Exercise goal:
Nothing should change. Output the data exactly.

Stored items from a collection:

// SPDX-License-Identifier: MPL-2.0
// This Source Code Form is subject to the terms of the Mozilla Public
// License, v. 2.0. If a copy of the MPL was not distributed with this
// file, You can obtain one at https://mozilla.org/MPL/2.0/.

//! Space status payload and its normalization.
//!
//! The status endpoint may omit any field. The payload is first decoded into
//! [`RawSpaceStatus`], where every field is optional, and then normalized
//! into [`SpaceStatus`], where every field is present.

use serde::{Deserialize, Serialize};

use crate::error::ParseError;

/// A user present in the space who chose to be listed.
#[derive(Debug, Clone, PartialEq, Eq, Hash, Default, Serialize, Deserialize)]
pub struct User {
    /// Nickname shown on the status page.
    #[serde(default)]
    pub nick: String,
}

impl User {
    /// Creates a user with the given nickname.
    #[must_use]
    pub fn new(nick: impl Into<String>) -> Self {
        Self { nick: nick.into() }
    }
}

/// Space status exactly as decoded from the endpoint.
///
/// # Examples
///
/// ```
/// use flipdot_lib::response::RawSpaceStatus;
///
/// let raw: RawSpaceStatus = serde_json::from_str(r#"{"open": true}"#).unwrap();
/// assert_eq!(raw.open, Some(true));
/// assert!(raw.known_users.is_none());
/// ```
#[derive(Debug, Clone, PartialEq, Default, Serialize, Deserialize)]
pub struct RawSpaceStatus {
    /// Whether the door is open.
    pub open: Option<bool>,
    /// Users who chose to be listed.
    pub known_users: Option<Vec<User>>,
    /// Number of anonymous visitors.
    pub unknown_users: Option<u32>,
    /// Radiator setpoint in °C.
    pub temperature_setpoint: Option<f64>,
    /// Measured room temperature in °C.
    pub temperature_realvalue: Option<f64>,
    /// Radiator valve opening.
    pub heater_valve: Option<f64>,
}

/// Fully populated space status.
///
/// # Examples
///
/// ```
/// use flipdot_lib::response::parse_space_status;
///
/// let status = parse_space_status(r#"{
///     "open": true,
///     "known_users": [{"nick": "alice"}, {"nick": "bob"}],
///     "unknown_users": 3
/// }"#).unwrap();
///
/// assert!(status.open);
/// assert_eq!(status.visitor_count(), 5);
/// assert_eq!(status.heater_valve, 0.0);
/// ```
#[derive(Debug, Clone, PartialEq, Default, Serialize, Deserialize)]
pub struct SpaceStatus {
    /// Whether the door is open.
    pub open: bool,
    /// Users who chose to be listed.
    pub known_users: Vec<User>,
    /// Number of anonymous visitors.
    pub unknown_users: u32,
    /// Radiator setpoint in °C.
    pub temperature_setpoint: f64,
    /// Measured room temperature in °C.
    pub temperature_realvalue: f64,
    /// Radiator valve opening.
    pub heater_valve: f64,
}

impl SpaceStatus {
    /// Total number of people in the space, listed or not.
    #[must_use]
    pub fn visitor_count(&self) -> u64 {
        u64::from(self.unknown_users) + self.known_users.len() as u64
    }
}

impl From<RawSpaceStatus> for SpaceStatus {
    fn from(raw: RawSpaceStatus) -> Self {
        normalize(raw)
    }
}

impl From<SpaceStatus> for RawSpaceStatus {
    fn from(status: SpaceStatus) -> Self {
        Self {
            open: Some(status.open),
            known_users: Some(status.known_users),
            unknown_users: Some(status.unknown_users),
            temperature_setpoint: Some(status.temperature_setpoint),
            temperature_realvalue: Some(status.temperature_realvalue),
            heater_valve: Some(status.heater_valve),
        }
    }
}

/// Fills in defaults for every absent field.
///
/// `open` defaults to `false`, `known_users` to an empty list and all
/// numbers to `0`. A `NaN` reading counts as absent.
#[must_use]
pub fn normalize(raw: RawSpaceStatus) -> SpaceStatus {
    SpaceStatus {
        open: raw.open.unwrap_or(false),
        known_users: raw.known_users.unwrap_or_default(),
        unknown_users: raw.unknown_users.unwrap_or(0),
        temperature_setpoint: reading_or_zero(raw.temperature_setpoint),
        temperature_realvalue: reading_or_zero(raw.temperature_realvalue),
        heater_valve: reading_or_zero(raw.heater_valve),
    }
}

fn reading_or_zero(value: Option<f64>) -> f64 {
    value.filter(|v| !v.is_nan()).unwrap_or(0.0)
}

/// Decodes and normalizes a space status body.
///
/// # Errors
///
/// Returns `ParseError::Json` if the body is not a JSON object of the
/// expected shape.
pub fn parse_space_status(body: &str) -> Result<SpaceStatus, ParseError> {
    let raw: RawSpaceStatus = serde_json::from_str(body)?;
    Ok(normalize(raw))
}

Expected answer:
// SPDX-License-Identifier: MPL-2.0
// This Source Code Form is subject to the terms of the Mozilla Public
// License, v. 2.0. If a copy of the MPL was not distributed with this
// file, You can obtain one at https://mozilla.org/MPL/2.0/.

//! Space status payload and its normalization.
//!
//! The status endpoint may omit any field. The payload is first decoded into
//! [`RawSpaceStatus`], where every field is optional, and then normalized
//! into [`SpaceStatus`], where every field is present.

use serde::{Deserialize, Serialize};

use crate::error::ParseError;

/// A user present in the space who chose to be listed.
#[derive(Debug, Clone, PartialEq, Eq, Hash, Default, Serialize, Deserialize)]
pub struct User {
    /// Nickname shown on the status page.
    #[serde(default)]
    pub nick: String,
}

impl User {
    /// Creates a user with the given nickname.
    #[must_use]
    pub fn new(nick: impl Into<String>) -> Self {
        Self { nick: nick.into() }
    }
}

/// Space status exactly as decoded from the endpoint.
///
/// # Examples
///
/// ```
/// use flipdot_lib::response::RawSpaceStatus;
///
/// let raw: RawSpaceStatus = serde_json::from_str(r#"{"open": true}"#).unwrap();
/// assert_eq!(raw.open, Some(true));
/// assert!(raw.known_users.is_none());
/// ```
#[derive(Debug, Clone, PartialEq, Default, Serialize, Deserialize)]
pub struct RawSpaceStatus {
    /// Whether the door is open.
    pub open: Option<bool>,
    /// Users who chose to be listed.
    pub known_users: Option<Vec<User>>,
    /// Number of anonymous visitors.
    pub unknown_users: Option<u32>,
    /// Radiator setpoint in °C.
    pub temperature_setpoint: Option<f64>,
    /// Measured room temperature in °C.
    pub temperature_realvalue: Option<f64>,
    /// Radiator valve opening.
    pub heater_valve: Option<f64>,
}

/// Fully populated space status.
///
/// # Examples
///
/// ```
/// use flipdot_lib::response::parse_space_status;
///
/// let status = parse_space_status(r#"{
///     "open": true,
///     "known_users": [{"nick": "alice"}, {"nick": "bob"}],
///     "unknown_users": 3
/// }"#).unwrap();
///
/// assert!(status.open);
/// assert_eq!(status.visitor_count(), 5);
/// assert_eq!(status.heater_valve, 0.0);
/// ```
#[derive(Debug, Clone, PartialEq, Default, Serialize, Deserialize)]
pub struct SpaceStatus {
    /// Whether the door is open.
    pub open: bool,
    /// Users who chose to be listed.
    pub known_users: Vec<User>,
    /// Number of anonymous visitors.
    pub unknown_users: u32,
    /// Radiator setpoint in °C.
    pub temperature_setpoint: f64,
    /// Measured room temperature in °C.
    pub temperature_realvalue: f64,
    /// Radiator valve opening.
    pub heater_valve: f64,
}

impl SpaceStatus {
    /// Total number of people in the space, listed or not.
    #[must_use]
    pub fn visitor_count(&self) -> u64 {
        u64::from(self.unknown_users) + self.known_users.len() as u64
    }
}

impl From<RawSpaceStatus> for SpaceStatus {
    fn from(raw: RawSpaceStatus) -> Self {
        normalize(raw)
    }
}

impl From<SpaceStatus> for RawSpaceStatus {
    fn from(status: SpaceStatus) -> Self {
        Self {
            open: Some(status.open),
            known_users: Some(status.known_users),
            unknown_users: Some(status.unknown_users),
            temperature_setpoint: Some(status.temperature_setpoint),
            temperature_realvalue: Some(status.temperature_realvalue),
            heater_valve: Some(status.heater_valve),
        }
    }
}

/// Fills in defaults for every absent field.
///
/// `open` defaults to `false`, `known_users` to an empty list and all
/// numbers to `0`. A `NaN` reading counts as absent.
#[must_use]
pub fn normalize(raw: RawSpaceStatus) -> SpaceStatus {
    SpaceStatus {
        open: raw.open.unwrap_or(false),
        known_users: raw.known_users.unwrap_or_default(),
        unknown_users: raw.unknown_users.unwrap_or(0),
        temperature_setpoint: reading_or_zero(raw.temperature_setpoint),
        temperature_realvalue: reading_or_zero(raw.temperature_realvalue),
        heater_valve: reading_or_zero(raw.heater_valve),
    }
}

fn reading_or_zero(value: Option<f64>) -> f64 {
    value.filter(|v| !v.is_nan()).unwrap_or(0.0)
}

/// Decodes and normalizes a space status body.
///
/// # Errors
///
/// Returns `ParseError::Json` if the body is not a JSON object of the
/// expected shape.
pub fn parse_space_status(body: &str) -> Result<SpaceStatus, ParseError> {
    let raw: RawSpaceStatus = serde_json::from_str(body)?;
    Ok(normalize(raw))
}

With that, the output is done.